The report is more critique than prescription. It elucidates in general terms why leaning exclusively on growth as an economic philosophy may yield unhappiness, and it suggests that the incomes of typical people should be weighed more heavily than the gross production of whole societies. But it sidesteps the thorny details of slapping a cost on a ton of pollution or a waylaid career, leaving a great mass of policy choices for others to resolve.
Some Americans may reflexively reject the report and its recommendations, given its provenance: it was ordered up last year by President Nicolas Sarkozy of France, whose dissatisfaction with the available tools of economic assessment prompted him to create the Commission on the Measurement of Economic Performance and Social Progress.

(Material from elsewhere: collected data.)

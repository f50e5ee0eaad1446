//! Gemini text generation for the larder catalog.
//!
//! This crate provides a small client for the Gemini `generateContent`
//! endpoint and the description generator built on top of it.
//!
//! # Example
//!
//! ```ignore
//! use larder_core::GroceryCategory;
//! use larder_gemini::{DescriptionGenerator, GeminiClient};
//!
//! #[tokio::main]
//! async fn main() {
//!     let generator = DescriptionGenerator::new(GeminiClient::new("your-api-key"));
//!
//!     let text = generator
//!         .generate_description("Organic Apples", Some(GroceryCategory::FruitsVegetables))
//!         .await
//!         .unwrap();
//! }
//! ```

mod client;
mod convert;
mod error;
mod generator;
mod types;

pub use client::{GeminiClient, DEFAULT_BASE_URL};
pub use convert::{build_request_body, error_message, parse_response};
pub use error::GeminiError;
pub use generator::{
    description_prompt, Description, DescriptionError, DescriptionGenerator, TextGeneration,
    DEFAULT_MODEL, FALLBACK_DESCRIPTION,
};
pub use types::{GeneratedContent, UsageMetadata};
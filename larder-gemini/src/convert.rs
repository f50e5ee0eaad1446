use serde_json::{json, Value};

use crate::error::GeminiError;
use crate::types::{GeneratedContent, UsageMetadata};

/// Finish reasons that mean the candidate was withheld rather than empty.
const BLOCKING_FINISH_REASONS: &[&str] = &[
    "SAFETY",
    "RECITATION",
    "BLOCKLIST",
    "PROHIBITED_CONTENT",
    "SPII",
];

/// Builds a single-turn `generateContent` request body.
pub fn build_request_body(prompt: &str) -> Value {
    json!({
        "contents": [{
            "role": "user",
            "parts": [{ "text": prompt }]
        }]
    })
}

/// Extracts the error message from a Gemini error body, if any.
pub fn error_message(body: &Value) -> Option<String> {
    body.get("error")
        .and_then(|e| e.get("message"))
        .and_then(|m| m.as_str())
        .map(String::from)
}

/// Parses a `generateContent` response.
pub fn parse_response(response: &Value) -> Result<GeneratedContent, GeminiError> {
    let Some(candidate) = response.get("candidates").and_then(|c| c.get(0)) else {
        let block_reason = response
            .get("promptFeedback")
            .and_then(|f| f.get("blockReason"))
            .and_then(|r| r.as_str());
        return Err(match block_reason {
            Some(reason) => GeminiError::Blocked(reason.to_string()),
            None => GeminiError::EmptyResponse,
        });
    };

    let finish_reason = candidate
        .get("finishReason")
        .and_then(|r| r.as_str())
        .map(String::from);

    // Thought summaries are not part of the answer
    let texts: Vec<&str> = candidate
        .get("content")
        .and_then(|c| c.get("parts"))
        .and_then(|p| p.as_array())
        .into_iter()
        .flatten()
        .filter(|part| !part.get("thought").and_then(|t| t.as_bool()).unwrap_or(false))
        .filter_map(|part| part.get("text").and_then(|t| t.as_str()))
        .collect();

    if texts.is_empty() {
        return Err(match finish_reason {
            Some(reason) if BLOCKING_FINISH_REASONS.contains(&reason.as_str()) => {
                GeminiError::Blocked(reason)
            }
            _ => GeminiError::EmptyResponse,
        });
    }

    let model_version = response
        .get("modelVersion")
        .and_then(|m| m.as_str())
        .map(String::from);

    let usage = response.get("usageMetadata").map(|u| UsageMetadata {
        prompt_tokens: u.get("promptTokenCount").and_then(|t| t.as_u64()),
        candidates_tokens: u.get("candidatesTokenCount").and_then(|t| t.as_u64()),
        total_tokens: u.get("totalTokenCount").and_then(|t| t.as_u64()),
    });

    Ok(GeneratedContent {
        text: texts.concat(),
        model_version,
        finish_reason,
        usage,
    })
}
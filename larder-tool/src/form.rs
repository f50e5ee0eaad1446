use larder_core::{GroceryCategory, ItemCandidate};
use larder_gemini::{DescriptionGenerator, TextGeneration};
use thiserror::Error;

#[derive(Debug, Error, PartialEq, Eq)]
pub enum FormError {
    #[error("Please fill in all required fields: Name, Price, and Quantity.")]
    MissingRequired,

    #[error("Price must be a number of zero or more.")]
    InvalidPrice,

    #[error("Quantity must be a whole number of zero or more.")]
    InvalidQuantity,

    #[error("Please enter an item name first.")]
    NameRequired,

    #[error("Failed to generate description.")]
    GenerationFailed,
}

/// Raw add-item form state, as typed by the user.
#[derive(Debug, Clone, Default, PartialEq)]
pub struct ItemForm {
    pub name: String,
    pub category: GroceryCategory,
    pub price: String,
    pub quantity: String,
    pub description: String,
    pub image_url: String,
}

impl ItemForm {
    pub fn new() -> Self {
        Self::default()
    }

    /// Validates the form into a candidate without clearing it.
    pub fn to_candidate(&self) -> Result<ItemCandidate, FormError> {
        let name = self.name.trim();
        let price = self.price.trim();
        let quantity = self.quantity.trim();

        if name.is_empty() || price.is_empty() || quantity.is_empty() {
            return Err(FormError::MissingRequired);
        }

        let price: f64 = price.parse().map_err(|_| FormError::InvalidPrice)?;
        if !price.is_finite() || price < 0.0 {
            return Err(FormError::InvalidPrice);
        }
        // "-0" parses to negative zero
        let price = price + 0.0;

        let quantity: u32 = quantity.parse().map_err(|_| FormError::InvalidQuantity)?;

        let image_url = Some(self.image_url.trim())
            .filter(|url| !url.is_empty())
            .map(String::from);

        Ok(ItemCandidate {
            name: name.to_string(),
            category: self.category,
            price,
            quantity,
            description: self.description.clone(),
            image_url,
        })
    }

    /// Validates the form and resets it on success. A rejected form keeps
    /// its contents.
    pub fn submit(&mut self) -> Result<ItemCandidate, FormError> {
        let candidate = self.to_candidate()?;
        self.reset();
        Ok(candidate)
    }

    pub fn reset(&mut self) {
        *self = Self::default();
    }

    /// Fills the description from the generator. On a failed request the
    /// generator's fallback text lands in the field.
    pub async fn generate_description<G: TextGeneration>(
        &mut self,
        generator: &DescriptionGenerator<G>,
    ) -> Result<(), FormError> {
        let name = self.name.trim();
        if name.is_empty() {
            return Err(FormError::NameRequired);
        }

        self.description = generator
            .generate_description(name, Some(self.category))
            .await
            .map_err(|_| FormError::GenerationFailed)?;
        Ok(())
    }
}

Tuesday’s briefing was held in an ornate room at the French consulate. The official French statistics agency is already working to adopt the report’s recommendations. Mr. Sarkozy plans to bring it with him to the G-20 summit meeting in Pittsburgh this week, where the leaders of major countries will discuss a range of policy issues.
But whatever one’s views on the merits of European economy policy, and wherever one sits on the ideological spectrum, these appear fitting days to re-examine how economists measure vital signs — particularly in the United States.
By most assessments, the American economy is now growing again, perhaps even vigorously. Many experts expect a 3 percent annualized rate of expansion from July through September. As a technical matter, the recession appears to be over. Yet the unemployment rate sits at 9.7 percent and will probably climb higher and remain elevated for many months. In millions of households still grappling with joblessness and the tyranny of bills, signs of health served up by the traditional economic indicators seem disconnected from daily life.
This was precisely the sort of contradiction Mr. Sarkozy sought to unravel when he created the commission, tasking it with pursuing alternate ways of measuring economic health.
To head the panel, he picked Mr. Stiglitz, a former World Bank chief economist whose best-selling books amount to an indictment of the Washington-led model of global economic integration. Mr. Sarkozy also selected Mr. Sen, a Harvard economist and an authority on poverty.
The resulting report amounts to a treatise on the inadequacy of G.D.P. growth as an indication of overall economic health. It cites the example of increased driving, which weighs in as a positive within the framework of economic growth, as it requires greater production of gasoline and cars, yet fails to account for the hours of leisure and work time squandered in traffic jams, and the environmental costs of pollutants unleashed on the atmosphere.
During the real estate bubble that preceded the financial crisis, the focus on economic growth helped encourage overbuilding and investment in real estate. Mr. Stiglitz argues that the single-minded focus on growth gave American policy makers a false sense of assurance that their policies were virtuous, as they allowed financial institutions to direct virtually unlimited sums of money into real estate and as consumer debt levels built with unrestrained momentum.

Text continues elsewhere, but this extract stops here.